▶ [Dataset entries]
■ ■ ■ ■ ■ ■ ■

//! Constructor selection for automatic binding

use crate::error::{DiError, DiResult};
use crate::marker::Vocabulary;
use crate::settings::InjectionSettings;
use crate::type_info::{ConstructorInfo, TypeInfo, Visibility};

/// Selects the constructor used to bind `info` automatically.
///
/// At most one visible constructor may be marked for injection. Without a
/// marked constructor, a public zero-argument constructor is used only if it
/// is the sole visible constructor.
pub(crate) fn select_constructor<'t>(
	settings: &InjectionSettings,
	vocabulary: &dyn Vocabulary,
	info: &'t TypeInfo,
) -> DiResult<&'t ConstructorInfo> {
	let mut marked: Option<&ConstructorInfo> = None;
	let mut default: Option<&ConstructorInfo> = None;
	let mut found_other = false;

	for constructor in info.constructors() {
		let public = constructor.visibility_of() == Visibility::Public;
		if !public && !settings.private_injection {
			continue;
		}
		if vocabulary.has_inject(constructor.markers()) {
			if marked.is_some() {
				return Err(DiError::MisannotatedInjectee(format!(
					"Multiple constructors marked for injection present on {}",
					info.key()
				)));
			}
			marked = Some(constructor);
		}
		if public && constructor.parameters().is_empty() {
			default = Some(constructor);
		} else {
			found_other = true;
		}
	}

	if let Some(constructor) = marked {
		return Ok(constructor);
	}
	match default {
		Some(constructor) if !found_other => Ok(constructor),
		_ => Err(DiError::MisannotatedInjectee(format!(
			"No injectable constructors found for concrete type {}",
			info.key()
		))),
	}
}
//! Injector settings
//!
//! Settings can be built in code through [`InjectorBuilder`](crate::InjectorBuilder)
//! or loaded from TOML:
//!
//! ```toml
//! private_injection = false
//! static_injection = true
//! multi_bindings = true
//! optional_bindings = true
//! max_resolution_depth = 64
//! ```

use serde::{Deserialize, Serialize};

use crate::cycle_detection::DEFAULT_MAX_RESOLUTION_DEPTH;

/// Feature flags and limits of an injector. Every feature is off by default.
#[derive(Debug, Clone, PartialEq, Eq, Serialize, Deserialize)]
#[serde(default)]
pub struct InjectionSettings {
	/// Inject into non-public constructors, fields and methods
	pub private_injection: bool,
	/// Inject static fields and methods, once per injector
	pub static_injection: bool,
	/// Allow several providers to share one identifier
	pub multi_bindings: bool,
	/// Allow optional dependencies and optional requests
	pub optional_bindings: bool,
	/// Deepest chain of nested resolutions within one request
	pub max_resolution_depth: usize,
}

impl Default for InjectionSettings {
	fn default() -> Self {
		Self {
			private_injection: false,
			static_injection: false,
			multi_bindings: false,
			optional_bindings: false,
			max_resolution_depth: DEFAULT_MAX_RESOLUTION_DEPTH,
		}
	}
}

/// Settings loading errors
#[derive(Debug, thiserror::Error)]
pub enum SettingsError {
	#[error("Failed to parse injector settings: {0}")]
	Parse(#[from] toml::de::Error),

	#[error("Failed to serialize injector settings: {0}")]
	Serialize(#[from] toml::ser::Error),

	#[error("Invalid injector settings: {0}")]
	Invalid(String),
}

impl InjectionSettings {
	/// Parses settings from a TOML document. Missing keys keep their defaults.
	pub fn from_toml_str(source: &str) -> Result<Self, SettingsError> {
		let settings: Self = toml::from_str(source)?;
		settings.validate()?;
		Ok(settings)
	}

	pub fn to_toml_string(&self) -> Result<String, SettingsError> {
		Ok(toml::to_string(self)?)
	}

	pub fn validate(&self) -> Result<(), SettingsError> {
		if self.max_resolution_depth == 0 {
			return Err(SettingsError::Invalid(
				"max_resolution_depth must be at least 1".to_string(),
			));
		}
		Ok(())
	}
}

■ ■ ■ ■ ■ ■ ■

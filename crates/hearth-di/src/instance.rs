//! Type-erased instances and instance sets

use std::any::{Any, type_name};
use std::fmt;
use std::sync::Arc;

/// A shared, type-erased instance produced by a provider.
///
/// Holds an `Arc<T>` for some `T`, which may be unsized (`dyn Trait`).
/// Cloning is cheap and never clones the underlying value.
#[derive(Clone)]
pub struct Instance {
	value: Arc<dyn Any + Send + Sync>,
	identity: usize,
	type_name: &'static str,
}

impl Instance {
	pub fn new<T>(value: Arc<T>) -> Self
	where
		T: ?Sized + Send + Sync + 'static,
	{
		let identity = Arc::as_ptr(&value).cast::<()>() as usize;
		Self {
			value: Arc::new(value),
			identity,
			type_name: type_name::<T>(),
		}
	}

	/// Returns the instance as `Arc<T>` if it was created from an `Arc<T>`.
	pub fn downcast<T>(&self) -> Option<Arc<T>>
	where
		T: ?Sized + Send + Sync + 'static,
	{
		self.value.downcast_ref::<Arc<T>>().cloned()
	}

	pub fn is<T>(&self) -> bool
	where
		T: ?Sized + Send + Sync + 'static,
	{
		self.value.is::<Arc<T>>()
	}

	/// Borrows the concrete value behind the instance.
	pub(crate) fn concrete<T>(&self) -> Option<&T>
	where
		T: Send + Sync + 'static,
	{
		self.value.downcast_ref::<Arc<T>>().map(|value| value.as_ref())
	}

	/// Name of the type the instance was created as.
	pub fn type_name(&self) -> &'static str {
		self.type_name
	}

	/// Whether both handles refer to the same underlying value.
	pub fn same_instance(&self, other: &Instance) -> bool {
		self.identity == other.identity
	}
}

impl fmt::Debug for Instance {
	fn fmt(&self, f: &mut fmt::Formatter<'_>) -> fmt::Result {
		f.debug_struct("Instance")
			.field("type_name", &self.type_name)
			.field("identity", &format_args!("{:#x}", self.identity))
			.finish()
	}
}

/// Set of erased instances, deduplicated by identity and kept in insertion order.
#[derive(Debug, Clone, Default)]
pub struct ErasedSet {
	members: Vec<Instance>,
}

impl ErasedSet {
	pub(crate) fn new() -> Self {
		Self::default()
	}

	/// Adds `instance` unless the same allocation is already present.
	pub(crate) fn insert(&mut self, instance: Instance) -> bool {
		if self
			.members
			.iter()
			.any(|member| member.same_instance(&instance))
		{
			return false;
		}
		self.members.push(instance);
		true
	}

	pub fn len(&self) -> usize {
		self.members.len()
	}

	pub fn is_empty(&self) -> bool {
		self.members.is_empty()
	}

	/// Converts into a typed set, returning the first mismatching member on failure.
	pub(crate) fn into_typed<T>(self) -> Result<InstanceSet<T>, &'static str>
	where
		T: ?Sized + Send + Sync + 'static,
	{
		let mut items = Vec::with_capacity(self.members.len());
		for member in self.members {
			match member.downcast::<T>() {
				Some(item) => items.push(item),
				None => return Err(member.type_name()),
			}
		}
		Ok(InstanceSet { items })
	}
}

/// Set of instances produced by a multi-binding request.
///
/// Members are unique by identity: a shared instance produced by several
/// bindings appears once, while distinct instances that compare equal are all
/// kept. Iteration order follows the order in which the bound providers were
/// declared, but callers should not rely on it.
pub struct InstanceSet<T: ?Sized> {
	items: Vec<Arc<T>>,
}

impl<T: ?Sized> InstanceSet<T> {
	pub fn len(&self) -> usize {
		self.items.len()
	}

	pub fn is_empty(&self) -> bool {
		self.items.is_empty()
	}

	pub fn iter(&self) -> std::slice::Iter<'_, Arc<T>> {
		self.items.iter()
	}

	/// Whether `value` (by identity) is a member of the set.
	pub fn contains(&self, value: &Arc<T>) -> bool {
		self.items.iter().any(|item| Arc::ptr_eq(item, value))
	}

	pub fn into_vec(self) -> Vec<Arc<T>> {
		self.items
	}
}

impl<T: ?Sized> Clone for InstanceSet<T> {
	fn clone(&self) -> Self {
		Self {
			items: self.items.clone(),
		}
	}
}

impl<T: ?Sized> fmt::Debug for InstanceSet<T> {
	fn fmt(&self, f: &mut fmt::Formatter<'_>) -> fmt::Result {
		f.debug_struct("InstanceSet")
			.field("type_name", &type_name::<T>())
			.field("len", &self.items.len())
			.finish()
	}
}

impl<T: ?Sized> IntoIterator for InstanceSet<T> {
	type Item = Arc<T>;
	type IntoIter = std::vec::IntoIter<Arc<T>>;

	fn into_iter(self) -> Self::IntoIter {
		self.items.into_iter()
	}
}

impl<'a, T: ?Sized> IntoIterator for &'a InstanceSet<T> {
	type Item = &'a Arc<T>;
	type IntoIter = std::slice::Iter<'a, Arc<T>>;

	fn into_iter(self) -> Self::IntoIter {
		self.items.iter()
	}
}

■ ■ ■ ■ ■ ■ ■

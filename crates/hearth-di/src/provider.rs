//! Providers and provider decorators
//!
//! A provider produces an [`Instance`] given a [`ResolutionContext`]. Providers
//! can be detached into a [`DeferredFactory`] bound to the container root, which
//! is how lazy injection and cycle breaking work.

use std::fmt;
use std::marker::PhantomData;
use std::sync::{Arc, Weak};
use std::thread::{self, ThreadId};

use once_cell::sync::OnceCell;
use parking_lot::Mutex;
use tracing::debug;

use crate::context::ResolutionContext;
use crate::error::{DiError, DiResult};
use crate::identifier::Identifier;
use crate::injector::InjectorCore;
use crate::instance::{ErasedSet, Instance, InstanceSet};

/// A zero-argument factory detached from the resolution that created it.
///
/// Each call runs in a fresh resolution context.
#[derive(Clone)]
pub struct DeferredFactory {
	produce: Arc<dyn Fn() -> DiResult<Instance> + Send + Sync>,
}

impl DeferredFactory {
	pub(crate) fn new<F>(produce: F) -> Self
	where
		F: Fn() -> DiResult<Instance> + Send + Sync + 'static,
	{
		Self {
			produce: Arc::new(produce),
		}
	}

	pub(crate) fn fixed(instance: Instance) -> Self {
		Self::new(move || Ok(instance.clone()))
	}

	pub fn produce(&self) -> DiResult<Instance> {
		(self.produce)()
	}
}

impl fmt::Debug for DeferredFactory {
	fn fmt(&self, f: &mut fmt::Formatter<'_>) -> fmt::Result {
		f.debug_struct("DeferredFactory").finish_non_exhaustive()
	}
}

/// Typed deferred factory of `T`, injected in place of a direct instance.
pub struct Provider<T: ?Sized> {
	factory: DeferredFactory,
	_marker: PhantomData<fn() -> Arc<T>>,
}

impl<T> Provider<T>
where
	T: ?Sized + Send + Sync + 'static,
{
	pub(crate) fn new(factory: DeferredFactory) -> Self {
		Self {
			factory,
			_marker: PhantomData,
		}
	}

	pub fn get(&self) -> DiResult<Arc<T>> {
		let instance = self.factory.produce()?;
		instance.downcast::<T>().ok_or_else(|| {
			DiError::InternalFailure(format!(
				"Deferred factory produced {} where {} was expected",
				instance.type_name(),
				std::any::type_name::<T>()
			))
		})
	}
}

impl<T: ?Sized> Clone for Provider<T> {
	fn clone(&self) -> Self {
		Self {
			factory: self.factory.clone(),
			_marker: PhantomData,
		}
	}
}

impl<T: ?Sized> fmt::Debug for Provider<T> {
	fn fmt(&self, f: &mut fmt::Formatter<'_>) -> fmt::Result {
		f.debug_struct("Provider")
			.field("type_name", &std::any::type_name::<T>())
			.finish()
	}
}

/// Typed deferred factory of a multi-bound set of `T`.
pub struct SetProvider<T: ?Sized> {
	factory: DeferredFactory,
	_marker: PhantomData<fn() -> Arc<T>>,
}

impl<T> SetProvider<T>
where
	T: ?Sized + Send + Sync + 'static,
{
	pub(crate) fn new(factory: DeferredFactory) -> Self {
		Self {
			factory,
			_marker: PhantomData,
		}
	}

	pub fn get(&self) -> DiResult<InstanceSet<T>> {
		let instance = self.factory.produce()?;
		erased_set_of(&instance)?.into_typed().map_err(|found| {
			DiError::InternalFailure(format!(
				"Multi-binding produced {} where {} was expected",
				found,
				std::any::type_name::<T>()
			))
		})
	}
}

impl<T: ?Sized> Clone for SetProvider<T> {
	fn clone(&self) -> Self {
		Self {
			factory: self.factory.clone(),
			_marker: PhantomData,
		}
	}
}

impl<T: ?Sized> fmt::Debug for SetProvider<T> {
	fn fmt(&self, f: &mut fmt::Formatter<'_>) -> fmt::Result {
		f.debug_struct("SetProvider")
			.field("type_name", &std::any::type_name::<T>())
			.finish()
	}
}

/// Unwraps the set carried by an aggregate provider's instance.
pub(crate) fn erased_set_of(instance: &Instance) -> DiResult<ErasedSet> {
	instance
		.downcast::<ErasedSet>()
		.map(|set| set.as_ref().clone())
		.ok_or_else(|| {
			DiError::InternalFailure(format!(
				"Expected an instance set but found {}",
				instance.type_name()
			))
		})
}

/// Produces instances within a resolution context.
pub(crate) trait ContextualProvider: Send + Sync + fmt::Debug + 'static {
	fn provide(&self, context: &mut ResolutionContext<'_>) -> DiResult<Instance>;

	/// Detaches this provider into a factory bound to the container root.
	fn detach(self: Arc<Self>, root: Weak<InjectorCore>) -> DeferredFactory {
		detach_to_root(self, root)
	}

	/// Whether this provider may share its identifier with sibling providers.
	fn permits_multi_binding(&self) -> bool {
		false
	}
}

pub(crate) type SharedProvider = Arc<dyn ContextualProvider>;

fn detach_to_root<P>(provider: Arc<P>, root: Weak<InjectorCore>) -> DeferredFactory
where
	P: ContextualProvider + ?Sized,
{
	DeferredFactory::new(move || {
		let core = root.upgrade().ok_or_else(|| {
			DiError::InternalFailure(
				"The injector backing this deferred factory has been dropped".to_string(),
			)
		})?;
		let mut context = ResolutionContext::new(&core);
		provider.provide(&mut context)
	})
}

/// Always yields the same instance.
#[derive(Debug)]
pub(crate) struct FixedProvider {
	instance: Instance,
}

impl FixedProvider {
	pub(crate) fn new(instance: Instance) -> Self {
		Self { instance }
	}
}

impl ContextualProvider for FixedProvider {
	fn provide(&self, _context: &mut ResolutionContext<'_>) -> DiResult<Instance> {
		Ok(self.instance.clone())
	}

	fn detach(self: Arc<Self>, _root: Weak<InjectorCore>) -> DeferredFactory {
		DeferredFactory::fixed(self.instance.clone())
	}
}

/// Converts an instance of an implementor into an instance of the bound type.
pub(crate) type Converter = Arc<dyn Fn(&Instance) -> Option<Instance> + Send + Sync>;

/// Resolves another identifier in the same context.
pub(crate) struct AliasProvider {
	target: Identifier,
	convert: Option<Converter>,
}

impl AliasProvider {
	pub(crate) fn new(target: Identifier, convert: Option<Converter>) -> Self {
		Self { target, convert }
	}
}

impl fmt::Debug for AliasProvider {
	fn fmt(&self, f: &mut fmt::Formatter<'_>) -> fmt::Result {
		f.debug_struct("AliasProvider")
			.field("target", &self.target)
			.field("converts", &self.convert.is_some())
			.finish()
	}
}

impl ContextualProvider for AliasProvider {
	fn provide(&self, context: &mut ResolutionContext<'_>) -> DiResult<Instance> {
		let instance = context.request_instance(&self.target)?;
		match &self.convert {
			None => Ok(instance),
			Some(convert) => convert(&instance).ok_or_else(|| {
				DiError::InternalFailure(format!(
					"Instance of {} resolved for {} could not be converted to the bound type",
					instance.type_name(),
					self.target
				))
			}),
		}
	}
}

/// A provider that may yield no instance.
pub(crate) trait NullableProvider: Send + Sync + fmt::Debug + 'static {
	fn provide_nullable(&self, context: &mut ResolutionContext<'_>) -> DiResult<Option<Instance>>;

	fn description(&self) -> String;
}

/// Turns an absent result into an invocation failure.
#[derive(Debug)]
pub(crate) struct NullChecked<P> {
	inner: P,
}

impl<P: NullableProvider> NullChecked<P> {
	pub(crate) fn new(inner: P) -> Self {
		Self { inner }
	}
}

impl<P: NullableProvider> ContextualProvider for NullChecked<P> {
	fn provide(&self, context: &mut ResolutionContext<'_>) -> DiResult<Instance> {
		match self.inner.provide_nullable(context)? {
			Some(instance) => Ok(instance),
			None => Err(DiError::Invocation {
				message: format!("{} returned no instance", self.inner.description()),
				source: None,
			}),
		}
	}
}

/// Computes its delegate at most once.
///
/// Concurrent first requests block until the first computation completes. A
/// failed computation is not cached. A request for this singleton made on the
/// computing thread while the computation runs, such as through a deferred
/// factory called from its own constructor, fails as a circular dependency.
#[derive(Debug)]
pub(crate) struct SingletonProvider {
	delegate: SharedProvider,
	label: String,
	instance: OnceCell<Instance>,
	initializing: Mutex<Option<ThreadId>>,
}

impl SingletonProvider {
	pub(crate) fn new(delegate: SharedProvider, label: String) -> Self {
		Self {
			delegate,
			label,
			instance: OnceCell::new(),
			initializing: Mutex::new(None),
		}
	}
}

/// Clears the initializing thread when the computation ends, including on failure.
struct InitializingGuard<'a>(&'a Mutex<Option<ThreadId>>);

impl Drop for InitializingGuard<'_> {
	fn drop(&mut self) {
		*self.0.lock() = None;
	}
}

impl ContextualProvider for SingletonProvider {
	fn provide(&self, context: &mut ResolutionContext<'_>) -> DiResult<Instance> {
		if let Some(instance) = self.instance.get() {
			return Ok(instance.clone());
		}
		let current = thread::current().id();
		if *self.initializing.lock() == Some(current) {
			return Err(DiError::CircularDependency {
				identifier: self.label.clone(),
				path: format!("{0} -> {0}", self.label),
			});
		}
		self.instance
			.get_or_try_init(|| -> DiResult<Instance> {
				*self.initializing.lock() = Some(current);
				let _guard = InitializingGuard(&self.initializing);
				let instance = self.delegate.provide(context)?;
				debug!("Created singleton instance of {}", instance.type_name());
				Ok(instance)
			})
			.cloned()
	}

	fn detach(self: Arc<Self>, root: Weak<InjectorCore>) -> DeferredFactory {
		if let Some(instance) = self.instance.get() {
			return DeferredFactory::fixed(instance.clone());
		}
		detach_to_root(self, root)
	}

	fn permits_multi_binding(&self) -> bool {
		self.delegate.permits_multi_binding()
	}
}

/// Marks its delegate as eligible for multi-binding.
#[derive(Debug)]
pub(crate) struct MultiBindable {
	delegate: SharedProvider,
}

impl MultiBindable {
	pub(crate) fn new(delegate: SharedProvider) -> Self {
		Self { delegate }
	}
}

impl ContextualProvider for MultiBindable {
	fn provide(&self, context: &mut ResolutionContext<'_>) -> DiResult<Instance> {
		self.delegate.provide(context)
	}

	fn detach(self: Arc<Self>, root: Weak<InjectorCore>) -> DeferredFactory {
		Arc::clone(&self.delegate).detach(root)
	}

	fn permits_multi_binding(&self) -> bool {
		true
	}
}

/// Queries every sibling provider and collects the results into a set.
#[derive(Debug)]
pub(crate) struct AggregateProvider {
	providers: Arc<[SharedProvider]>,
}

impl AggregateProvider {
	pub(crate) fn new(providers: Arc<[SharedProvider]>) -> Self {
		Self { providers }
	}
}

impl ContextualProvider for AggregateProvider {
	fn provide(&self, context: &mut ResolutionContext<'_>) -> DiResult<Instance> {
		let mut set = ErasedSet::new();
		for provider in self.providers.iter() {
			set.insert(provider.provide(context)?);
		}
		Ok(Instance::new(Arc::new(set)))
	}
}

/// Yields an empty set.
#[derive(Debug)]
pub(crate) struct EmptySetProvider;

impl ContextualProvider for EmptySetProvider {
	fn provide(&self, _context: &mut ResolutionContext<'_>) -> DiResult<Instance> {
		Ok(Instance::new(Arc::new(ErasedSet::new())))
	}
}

■ ■ ■ ■ ■ ■ ■

▶ [What you need to do] Above are the records. Copy the lines beginning at the one that has "P: ContextualProvider +" and ending with the one that has "fn detach(self: Arc<Self>, _root: Weak<InjectorCore>)", unchanged.

▶ [Task answer]
	P: ContextualProvider + ?Sized,
{
	DeferredFactory::new(move || {
		let core = root.upgrade().ok_or_else(|| {
			DiError::InternalFailure(
				"The injector backing this deferred factory has been dropped".to_string(),
			)
		})?;
		let mut context = ResolutionContext::new(&core);
		provider.provide(&mut context)
	})
}

/// Always yields the same instance.
#[derive(Debug)]
pub(crate) struct FixedProvider {
	instance: Instance,
}

impl FixedProvider {
	pub(crate) fn new(instance: Instance) -> Self {
		Self { instance }
	}
}

impl ContextualProvider for FixedProvider {
	fn provide(&self, _context: &mut ResolutionContext<'_>) -> DiResult<Instance> {
		Ok(self.instance.clone())
	}

	fn detach(self: Arc<Self>, _root: Weak<InjectorCore>) -> DeferredFactory {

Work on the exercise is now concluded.